USP7 protects histone H1.2 from proteasome-mediated degradation to facilitate DNA repair and pancreatic neuroendocrine neoplasms progression

Ubiquitin-specific protease 7 (USP7), a deubiquitinase, is involved in tumor progression. However, its roles in pancreatic neuroendocrine neoplasms (pNENs) remain unclear. The main objective of this study was therefore to investigate the molecular mechanism of how USP7 promoted pNEN progression. Proteomics and ubiquitin-omics were used to identify the substrates for USP7. We investigated the roles of USP7 and histone H1.2 in DNA repair in pNEN cells using comet assays and γ-H2AX immunofluorescence.
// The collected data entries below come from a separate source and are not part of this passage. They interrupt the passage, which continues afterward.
//! # Error 模块
//!
//! 定义 text-type 中使用的错误类型。
//!
//! 动画核心本身不会失败：非法配置只会让动画停在空闲状态。
//! 这里的错误只出现在边界上（从 JSON 读取配置）。

use thiserror::Error;

/// 配置错误
#[derive(Error, Debug, Clone, PartialEq)]
pub enum ConfigError {
    /// JSON 解析失败
    #[error("动画配置解析失败（第 {line} 行第 {column} 列）：{message}")]
    Parse {
        line: usize,
        column: usize,
        message: String,
    },

    /// 序列化失败
    #[error("动画配置序列化失败：{message}")]
    Serialize { message: String },
}

impl From<serde_json::Error> for ConfigError {
    fn from(err: serde_json::Error) -> Self {
        if err.is_data() || err.is_syntax() || err.is_eof() {
            Self::Parse {
                line: err.line(),
                column: err.column(),
                message: err.to_string(),
            }
        } else {
            Self::Serialize {
                message: err.to_string(),
            }
        }
    }
}

/// Result 类型别名
pub type ConfigResult<T> = Result<T, ConfigError>;
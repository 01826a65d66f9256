//! # Gallery 模块
//!
//! 画廊分区的图片列表来源与渲染。
//!
//! 图片列表由 [`ImageCatalog`] 提供：
//! - [`ConfigCatalog`]：直接使用配置中列出的图片
//! - [`FsCatalog`]：扫描分区目录中的图片文件（按路径排序）

use std::path::{Path, PathBuf};

use text_type::{Element, RenderNode};
use tracing::{debug, warn};
use walkdir::WalkDir;

use crate::config::{GallerySection, SiteConfig};

/// 识别为图片的扩展名
const IMAGE_EXTENSIONS: &[&str] = &["png", "jpg", "jpeg", "webp", "gif", "avif"];

/// 图片列表来源
pub trait ImageCatalog {
    /// 返回分区的有序图片引用
    fn images(&self, section: &GallerySection) -> Vec<String>;
}

/// 配置列出的图片
#[derive(Debug, Clone, Copy, Default)]
pub struct ConfigCatalog;

impl ImageCatalog for ConfigCatalog {
    fn images(&self, section: &GallerySection) -> Vec<String> {
        section.images.clone()
    }
}

/// 文件系统目录扫描
#[derive(Debug, Clone)]
pub struct FsCatalog {
    base: PathBuf,
}

impl FsCatalog {
    /// `base` 为配置文件所在目录
    pub fn new(base: impl Into<PathBuf>) -> Self {
        Self { base: base.into() }
    }

    pub fn base(&self) -> &Path {
        &self.base
    }

    fn scan(&self, dir: &Path) -> Option<Vec<String>> {
        let root = SiteConfig::resolve_dir(&self.base, dir);
        if !root.is_dir() {
            warn!(dir = %root.display(), "画廊目录不存在，使用配置列出的图片");
            return None;
        }

        let mut images: Vec<String> = WalkDir::new(&root)
            .sort_by_file_name()
            .into_iter()
            .filter_map(|entry| match entry {
                Ok(entry) => Some(entry),
                Err(e) => {
                    warn!(error = %e, "跳过无法读取的画廊条目");
                    None
                }
            })
            .filter(|entry| entry.file_type().is_file() && is_image(entry.path()))
            // 配置目录之外的图片（绝对路径、`../`）保留完整路径
            .map(|entry| {
                let path = entry.path();
                let path = path.strip_prefix(&self.base).unwrap_or(path);
                path.to_string_lossy().replace('\\', "/")
            })
            .collect();
        images.sort();
        debug!(dir = %root.display(), count = images.len(), "扫描画廊目录");
        Some(images)
    }
}

impl ImageCatalog for FsCatalog {
    fn images(&self, section: &GallerySection) -> Vec<String> {
        section
            .dir
            .as_deref()
            .and_then(|dir| self.scan(dir))
            .unwrap_or_else(|| section.images.clone())
    }
}

fn is_image(path: &Path) -> bool {
    path.extension()
        .and_then(|ext| ext.to_str())
        .is_some_and(|ext| IMAGE_EXTENSIONS.contains(&ext.to_ascii_lowercase().as_str()))
}

/// 已解析图片列表的画廊分区
#[derive(Debug, Clone, PartialEq)]
pub struct Gallery {
    pub title: String,
    pub images: Vec<String>,
}

impl Gallery {
    /// 通过 catalog 解析分区
    pub fn resolve(section: &GallerySection, catalog: &dyn ImageCatalog) -> Self {
        Self {
            title: section.title.clone(),
            images: catalog.images(section),
        }
    }

    /// 占用的行数：标题、图片（至少一行）、空行
    pub fn rows(&self) -> usize {
        2 + self.images.len().max(1)
    }

    pub fn render(&self) -> RenderNode {
        let mut list = Element::new("ul").with_class("gallery__images");
        for image in &self.images {
            list = list.with_child(
                Element::new("li")
                    .with_class("gallery__image")
                    .with_child(image.as_str()),
            );
        }
        Element::new("section")
            .with_class("gallery")
            .with_child(
                Element::new("h2")
                    .with_class("gallery__title")
                    .with_child(self.title.as_str()),
            )
            .with_child(list)
            .into()
    }
}

#[cfg(test)]
mod tests {
    use super::*;
    use std::fs;

    #[test]
    fn test_config_catalog() {
        let section = GallerySection::new("Plan", vec!["a.png".to_string(), "b.png".to_string()]);
        let gallery = Gallery::resolve(&section, &ConfigCatalog);
        assert_eq!(gallery.images, ["a.png", "b.png"]);
        assert_eq!(gallery.rows(), 4);
    }

    #[test]
    fn test_fs_catalog_scans_sorted_images() {
        let dir = tempfile::tempdir().unwrap();
        let shots = dir.path().join("shots");
        fs::create_dir_all(shots.join("nested")).unwrap();
        fs::write(shots.join("b.PNG"), b"").unwrap();
        fs::write(shots.join("a.jpg"), b"").unwrap();
        fs::write(shots.join("notes.txt"), b"").unwrap();
        fs::write(shots.join("nested").join("c.webp"), b"").unwrap();

        let section = GallerySection {
            title: "Prep".to_string(),
            images: vec!["fallback.png".to_string()],
            dir: Some(PathBuf::from("shots")),
        };
        let catalog = FsCatalog::new(dir.path());
        assert_eq!(
            catalog.images(&section),
            ["shots/a.jpg", "shots/b.PNG", "shots/nested/c.webp"]
        );
    }

    #[test]
    fn test_fs_catalog_keeps_paths_outside_base() {
        let base = tempfile::tempdir().unwrap();
        let outside = tempfile::tempdir().unwrap();
        fs::write(outside.path().join("a.png"), b"").unwrap();

        let section = GallerySection {
            title: "Cook".to_string(),
            images: vec!["fallback.png".to_string()],
            dir: Some(outside.path().to_path_buf()),
        };
        let images = FsCatalog::new(base.path()).images(&section);
        let expected = outside.path().join("a.png").to_string_lossy().replace('\\', "/");
        assert_eq!(images, [expected]);
    }

    #[test]
    fn test_fs_catalog_falls_back_to_listed_images() {
        let dir = tempfile::tempdir().unwrap();
        let section = GallerySection {
            title: "Eat".to_string(),
            images: vec!["fallback.png".to_string()],
            dir: Some(PathBuf::from("missing")),
        };
        let catalog = FsCatalog::new(dir.path());
        assert_eq!(catalog.images(&section), ["fallback.png"]);
    }

    #[test]
    fn test_render_gallery() {
        let gallery = Gallery {
            title: "Eat well".to_string(),
            images: vec!["eat.png".to_string()],
        };
        let node = gallery.render();
        assert_eq!(node.find_by_class("gallery__image").len(), 1);
        assert_eq!(node.text_content(), "Eat welleat.png");
    }
}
The synergistic effects of cisplatin and the USP7 inhibitor, P005091, were evaluated using CCK-8, colony formation, and EdU assays. Western blot analysis was conducted to characterize the PI3K/AKT/mTOR signaling pathway. In vivo, the efficacy of the combination therapy was tested in xenograft models. The results showed a significant increase in USP7 levels in the tissues and cells of pNENs. Furthermore, USP7 was found to promote the proliferation, migration, and invasion of pNENs both in vitro and in vivo. Mechanistically, USP7 facilitated DNA repair through its interaction with histone H1.2 and the activation of the PI3K/AKT/mTOR pathway. The combination of cisplatin and P005091, a USP7 inhibitor, synergistically inhibited tumor growth and DNA repair in both in vitro and in vivo models, without exhibiting significant toxicity. In conclusion, USP7 was a key regulator of DNA repair in pNENs. The combination of cisplatin and P005091 therefore holds promise as a therapeutic strategy for pNENs.